Les Puritains de Bellini au Festival d’Erl : l’heure de gloire du bel canto

Xl_i-puritani-festival-erl-12-2024 © Kreativ Kartell

Dans le répertoire de Vincenzo Bellini, l’engouement suscité par Les Puritains n’a jamais réellement pu rivaliser avec l’incroyable succès mondial de Norma. Peut-être est-ce dû à la faiblesse d’un livret terrifiant et plein d'incohérences – ce dernier opéra du maître du bel canto met en scène une histoire d’amour sur fond de lutte entre les Puritains républicains partisans d'Oliver Cromwell et les Cavaliers, fidèles à la royauté et aux Stuart dans l’Angleterre du XVIIe siècle. Le niveau du livret rend difficile sa transposition scénique et peut-être est-ce la raison pour laquelle le nouveau directeur du Festival tyrolien d’Erl, Jonas Kaufmann, a opté ici pour une représentation exclusivement concertante de l’ouvrage.

I puritani est avant tout un modèle de bel canto qui exige d'excellents chanteurs. Et ils sont nombreux à Erl, malgré les multiples défections de dernière minute, pour raisons de santé.  L'une des stars de la soirée s'appelle Jessica Pratt. Dans le rôle d'Elvira, elle est acclamée à juste titre par le public tyrolien. Même les notes les plus aiguës sont superbement placées, les coloratures sont techniquement parfaites et d'une grande pureté, le phrasé et la technique du legato sont merveilleux, sans renier sur une expression d’une intimité toujours délicate. La prestation est d’autant plus admirable qu’elle se déploie avec une (apparente) facilité déconcertante. Jessica Pratt offre tout simplement du bel canto à l'état pur, dont elle est devenue l'une des principales interprètes, et on ne peut que s'extasier devant cette voix.

À ses côtés, Lévy Sekgapane n’a rien à lui envier dans le rôle d'Arturo Talbo, l'amant d'Elvira. Il possède un ténor clair et élancé avec des aigus incroyables. Le baryton Mattia Olivieri chante Sir Riccardo Forth avec puissance et fait honneur aux nombreuses nuances de son rôle. Giorgi Manoshvili fascine lui aussi sans réserve avec un portrait de Sir Giorgio à la fois très noble, d'une grande maîtrise vocale et tout en nuances. Emilia Rukavina n’appelle également que des éloges dans le rôle d'Enrichetta, grâce à un délicieux mezzo. Pawel Horodyski et Peter Kirk chantent respectivement Lord Gualtiero Valton et Sir Bruno Robertson de leur basse somptueuse. Le chœur de la maison ne gâche rien, à la fois expressif et très homogène.

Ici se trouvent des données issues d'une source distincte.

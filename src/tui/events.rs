use crate::api::JobSummary;
use crate::tui::components::lists::LoadTicket;
use anyhow::Result;
use crossterm::event::{Event as CrosstermEvent, KeyEvent, KeyEventKind, MouseEvent};
use std::time::Duration;
use tokio::sync::mpsc;
use tracing::debug;

/// Application events
#[derive(Debug, Clone)]
pub enum Event {
    /// Keyboard input event
    Key(KeyEvent),

    /// Mouse input event
    Mouse(MouseEvent),

    /// Terminal resize event
    Resize(u16, u16),

    /// Periodic tick event
    Tick,

    /// First page of the job list arrived
    JobsRefreshed {
        request: u64,
        result: Result<Vec<JobSummary>, String>,
    },

    /// A further page of the job list arrived
    JobsPageLoaded {
        ticket: LoadTicket,
        result: Result<Vec<JobSummary>, String>,
    },

    /// A job row was activated by click or Enter
    JobActivated(usize),

    /// A job action finished; `refresh` asks for the list to be reloaded
    ActionFinished { message: String, refresh: bool },

    /// Status message event
    StatusMessage(String),

    /// Clear status message event
    ClearStatus,
}

/// Event handler for managing input events
pub struct EventHandler {
    /// Event receiver channel
    receiver: mpsc::UnboundedReceiver<Event>,

    /// Event sender channel
    sender: mpsc::UnboundedSender<Event>,

    /// Tick interval for periodic events
    tick_interval: Duration,
}

impl EventHandler {
    /// Create a new event handler
    pub fn new(tick_interval: Duration) -> Self {
        let (sender, receiver) = mpsc::unbounded_channel();

        Self {
            receiver,
            sender,
            tick_interval,
        }
    }

    /// Start forwarding terminal input, emitting a tick whenever input is idle
    pub fn start_input_reader(&self) {
        let sender = self.sender.clone();
        let tick_interval = self.tick_interval;

        std::thread::spawn(move || loop {
            let event = match crossterm::event::poll(tick_interval) {
                Ok(true) => match crossterm::event::read() {
                    Ok(event) => match Self::convert_crossterm_event(event) {
                        Some(event) => event,
                        None => continue,
                    },
                    Err(e) => {
                        debug!("Terminal read failed: {}", e);
                        break;
                    }
                },
                Ok(false) => Event::Tick,
                Err(e) => {
                    debug!("Terminal poll failed: {}", e);
                    break;
                }
            };

            if sender.send(event).is_err() {
                break;
            }
        });
    }

    /// Get the next event
    pub async fn next(&mut self) -> Option<Event> {
        self.receiver.recv().await
    }

    /// Convert crossterm events to application events
    fn convert_crossterm_event(event: CrosstermEvent) -> Option<Event> {
        match event {
            CrosstermEvent::Key(key_event) if key_event.kind != KeyEventKind::Release => {
                Some(Event::Key(key_event))
            }
            CrosstermEvent::Mouse(mouse_event) => Some(Event::Mouse(mouse_event)),
            CrosstermEvent::Resize(width, height) => Some(Event::Resize(width, height)),
            _ => None,
        }
    }

    /// Send an internal event
    pub fn send(&self, event: Event) -> Result<()> {
        self.sender.send(event)?;
        Ok(())
    }

    /// Get a clone of the sender
    pub fn sender(&self) -> mpsc::UnboundedSender<Event> {
        self.sender.clone()
    }
}

impl Default for EventHandler {
    fn default() -> Self {
        Self::new(Duration::from_millis(100))
    }
}

#[cfg(test)]
mod tests {
    use super::*;
    use crossterm::event::{KeyCode, KeyEventState, KeyModifiers};

    #[tokio::test]
    async fn test_internal_events_are_delivered() {
        let mut handler = EventHandler::default();
        handler.send(Event::StatusMessage("hello".to_string())).unwrap();

        match handler.next().await {
            Some(Event::StatusMessage(message)) => assert_eq!(message, "hello"),
            other => panic!("unexpected event: {:?}", other),
        }
    }

    #[test]
    fn test_key_release_is_dropped() {
        let release = KeyEvent {
            code: KeyCode::Char('a'),
            modifiers: KeyModifiers::NONE,
            kind: KeyEventKind::Release,
            state: KeyEventState::NONE,
        };
        assert!(EventHandler::convert_crossterm_event(CrosstermEvent::Key(release)).is_none());
        assert!(matches!(
            EventHandler::convert_crossterm_event(CrosstermEvent::Resize(80, 24)),
            Some(Event::Resize(80, 24))
        ));
    }
}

Au pupitre de l'orchestre du festival tyrolien d'Erl, Lorenzo Passerini dirige les musiciens de l’ensemble souverainement – avec des signes parfois un peu exagérés –, insufflant beaucoup d'esprit à cette partition exigeante. Il se montre par ailleurs très à l’écoute des chanteurs, et se révèle un accompagnateur très attentif afin de leur donner tout l’espace dont ils peuvent avoir besoin.

Après avoir offert des acclamations aux artistes au terme de chaque aria ou presque, c’est finalement avec une ovation debout du public d’Erl que la soirée s’achève – saluant ainsi à la fois l’heure de gloire du bel canto et une entrée en matière réussie pour le nouvel intendant Jonas Kaufmann !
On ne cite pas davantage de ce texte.